How do costs differ for corporate and MFI clients?
For MFI clients our packages start at $6 per year, and for corporate clients they start at $33 per year. Of course the different costs provide different benefits. But for MFIs we design our products on the capacity of clients’ ability to pay, at $6, $12 to $18 per packages
What are the main channels for product distribution?
We work through two main channels: insuring staff that work for companies, and for microfinance institutions. Corporate policy-holders only represent 20 percent of our portfolio, while the other 80 percent comes from the MFIs. Currently, we are partnered with eight MFIs. Also, we now have over 200 certified health facilities approved by us for hospitalisation.
How do you ensure that both health facilities and the insured do not abuse your services?
We have to make sure that people that are being admitted really need to be. For certain things like a light fever they do not need to go to a hospital. We fight hard against that because hospitalisation is something that is serious. It is not just going to the doctor for a check-up.
But generally we have to negotiate with health facilities so that they understand our protocols. If we have a health facility that is breaking the rules and admitting people that don’t need to be, we warn them and then remove them from our network if they do not improve. Right now, we have five health facilities under scrutiny and we removed two last year from our network.

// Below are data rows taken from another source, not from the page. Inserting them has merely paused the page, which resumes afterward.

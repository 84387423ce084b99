//! Configuration snapshots attached to serialized output.
//!
//! A snapshot records exactly which builder settings validated a
//! specification, so a downstream consumer can tell whether two wire maps were
//! accepted under the same rules.

use chrono::{DateTime, Utc};
use serde::{Deserialize, Serialize};
use sha2::{Digest, Sha256};

use crate::builder::{BuilderConfig, ComponentIndexPolicy};
use crate::resolve::{ConfigPaths, ConfigSource};

/// A frozen snapshot of configuration state.
#[derive(Debug, Clone, Serialize, Deserialize)]
pub struct ConfigSnapshot {
    /// When this snapshot was taken.
    pub timestamp: DateTime<Utc>,

    /// Schema version of the configuration.
    pub schema_version: String,

    /// Path the configuration was loaded from.
    #[serde(default)]
    pub config_path: Option<String>,

    /// Source of the configuration.
    pub config_source: String,

    /// Preset name, when a preset was used.
    #[serde(default)]
    pub preset: Option<String>,

    /// SHA-256 of the canonical JSON rendering of the effective config.
    pub config_hash: String,

    /// Key configuration values for quick reference.
    pub summary: ConfigSummary,
}

/// Summary of key configuration values.
#[derive(Debug, Clone, Serialize, Deserialize)]
pub struct ConfigSummary {
    pub max_states: usize,
    pub min_states_for_probabilities: usize,
    pub sum_check: String,
    pub component_indices: ComponentIndexPolicy,
    pub enforce_uniform_bounds: bool,
    #[serde(default)]
    pub require_model_name: bool,
}

impl ConfigSnapshot {
    /// Create a new snapshot of the effective configuration.
    pub fn new(config: &BuilderConfig, paths: &ConfigPaths, preset: Option<&str>) -> Self {
        ConfigSnapshot {
            timestamp: Utc::now(),
            schema_version: config.schema_version.clone(),
            config_path: paths.config.as_ref().map(|p| p.display().to_string()),
            config_source: paths.source.to_string(),
            preset: preset.map(str::to_string),
            config_hash: hash_config(config),
            summary: build_summary(config),
        }
    }

    /// Create a snapshot of the built-in defaults.
    pub fn defaults_only() -> Self {
        let paths = ConfigPaths {
            config: None,
            source: ConfigSource::BuiltinDefault,
        };
        Self::new(&BuilderConfig::default(), &paths, None)
    }

    /// Serialize snapshot to JSON.
    pub fn to_json(&self) -> Result<String, serde_json::Error> {
        serde_json::to_string_pretty(self)
    }

    /// Deserialize snapshot from JSON.
    pub fn from_json(json: &str) -> Result<Self, serde_json::Error> {
        serde_json::from_str(json)
    }

    /// Check if this snapshot matches another (same effective config).
    pub fn matches(&self, other: &ConfigSnapshot) -> bool {
        self.config_hash == other.config_hash
    }

    /// Get a short identifier for this snapshot (first 12 chars of hash).
    pub fn short_id(&self) -> &str {
        &self.config_hash[..12.min(self.config_hash.len())]
    }
}

fn build_summary(config: &BuilderConfig) -> ConfigSummary {
    ConfigSummary {
        max_states: config.limits.max_states,
        min_states_for_probabilities: config.limits.min_states_for_probabilities,
        sum_check: config.sum_check.label(),
        component_indices: config.component_indices,
        enforce_uniform_bounds: config.enforce_uniform_bounds,
        require_model_name: config.require_model_name,
    }
}

/// Hash the effective config; the description does not affect behaviour and
/// is left out.
fn hash_config(config: &BuilderConfig) -> String {
    let canonical = BuilderConfig {
        description: None,
        ..config.clone()
    };
    let json = serde_json::to_string(&canonical).unwrap_or_default();
    hash_content(&json)
}

/// Hash content with SHA-256 and return hex string.
fn hash_content(content: &str) -> String {
    let mut hasher = Sha256::new();
    hasher.update(content.as_bytes());
    hex::encode(hasher.finalize())
}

With the government working on legislation for bancassurance how do you hope a new law could increase growth?
We are really keen on having this regulation because of course bancassurance is a really good tool to transmit our products. But we will have to wait to see what the actual legislation looks like and if it will allow us to operate on a referral basis or allow financial institutions to sell our products.
Our company in Vietnam already operates with the bancassurance model. So if it is adopted here it would show maturity in the Cambodian market for financial services.